# [PROBLEM REQUIREMENTS]
Below are the records; copy exactly the stretch from the line containing "a plain struct" through the line containing "up later as a", both ends included, and nothing else.

# [RECORDS FOR THE TASK]
//! Per-call configuration record and the options that mutate it.
//!
//! # Design
//! `RequestConfig` is a plain struct with named fields; `RequestOption` is the
//! declarative form of one setting, so callers can pass a list of options to
//! a verb helper and have them applied in order. Options never validate their
//! values: a bad header name or an unencodable body shows up later as a
//! construction or transport error.
//!
//! When two options touch the same field the last one applied wins. Headers
//! are merged by key, so `with_headers` can be passed more than once.

use std::collections::BTreeMap;
use std::time::Duration;

use serde_json::Value;

use crate::pool::Reset;

/// Settings for a single call.
#[derive(Debug, Clone, PartialEq)]
pub struct RequestConfig {
    pub allow_redirects: bool,
    pub verify: bool,
    /// `None` or zero means the transport default.
    pub timeout: Option<Duration>,
    pub params: Option<BTreeMap<String, String>>,
    pub json: Option<Value>,
    pub form: Option<BTreeMap<String, String>>,
    pub headers: Option<BTreeMap<String, String>>,
}

impl Default for RequestConfig {
    fn default() -> Self {
        Self {
            allow_redirects: true,
            verify: true,
            timeout: None,
            params: None,
            json: None,
            form: None,
            headers: None,
        }
    }
}

impl Reset for RequestConfig {
    fn reset(&mut self) {
        *self = RequestConfig::default();
    }
}

impl RequestConfig {
    /// Apply options in order on top of the current values.
    pub fn apply<I>(&mut self, options: I)
    where
        I: IntoIterator<Item = RequestOption>,
    {
        for option in options {
            option.apply(self);
        }
    }
}

/// One named setting of a `RequestConfig`.
#[derive(Debug, Clone, PartialEq)]
pub enum RequestOption {
    /// Query parameters merged into the URL. Replaces earlier params.
    Params(BTreeMap<String, String>),
    /// JSON body. Takes precedence over `Form` for body-carrying verbs.
    Json(Value),
    /// `application/x-www-form-urlencoded` body.
    Form(BTreeMap<String, String>),
    /// Extra request headers, merged by key.
    Headers(BTreeMap<String, String>),
    Timeout(Duration),
    AllowRedirects(bool),
    /// TLS certificate verification.
    Verify(bool),
}

impl RequestOption {
    pub fn apply(self, config: &mut RequestConfig) {
        match self {
            RequestOption::Params(params) => config.params = Some(params),
            RequestOption::Json(json) => config.json = Some(json),
            RequestOption::Form(form) => config.form = Some(form),
            RequestOption::Headers(headers) => {
                config.headers.get_or_insert_with(BTreeMap::new).extend(headers);
            }
            RequestOption::Timeout(timeout) => config.timeout = Some(timeout),
            RequestOption::AllowRedirects(allow) => config.allow_redirects = allow,
            RequestOption::Verify(verify) => config.verify = verify,
        }
    }
}

fn string_map<I, K, V>(pairs: I) -> BTreeMap<String, String>
where
    I: IntoIterator<Item = (K, V)>,
    K: Into<String>,
    V: Into<String>,
{
    pairs
        .into_iter()
        .map(|(k, v)| (k.into(), v.into()))
        .collect()
}

pub fn with_params<I, K, V>(params: I) -> RequestOption
where
    I: IntoIterator<Item = (K, V)>,
    K: Into<String>,
    V: Into<String>,
{
    RequestOption::Params(string_map(params))
}

pub fn with_json(json: impl Into<Value>) -> RequestOption {
    RequestOption::Json(json.into())
}

pub fn with_form<I, K, V>(form: I) -> RequestOption
where
    I: IntoIterator<Item = (K, V)>,
    K: Into<String>,
    V: Into<String>,
{
    RequestOption::Form(string_map(form))
}

pub fn with_headers<I, K, V>(headers: I) -> RequestOption
where
    I: IntoIterator<Item = (K, V)>,
    K: Into<String>,
    V: Into<String>,
{
    RequestOption::Headers(string_map(headers))
}

pub fn with_timeout(timeout: Duration) -> RequestOption {
    RequestOption::Timeout(timeout)
}

pub fn with_allow_redirects(allow: bool) -> RequestOption {
    RequestOption::AllowRedirects(allow)
}

pub fn with_verify(verify: bool) -> RequestOption {
    RequestOption::Verify(verify)
}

# [REPLY]
//! `RequestConfig` is a plain struct with named fields; `RequestOption` is the
//! declarative form of one setting, so callers can pass a list of options to
//! a verb helper and have them applied in order. Options never validate their
//! values: a bad header name or an unencodable body shows up later as a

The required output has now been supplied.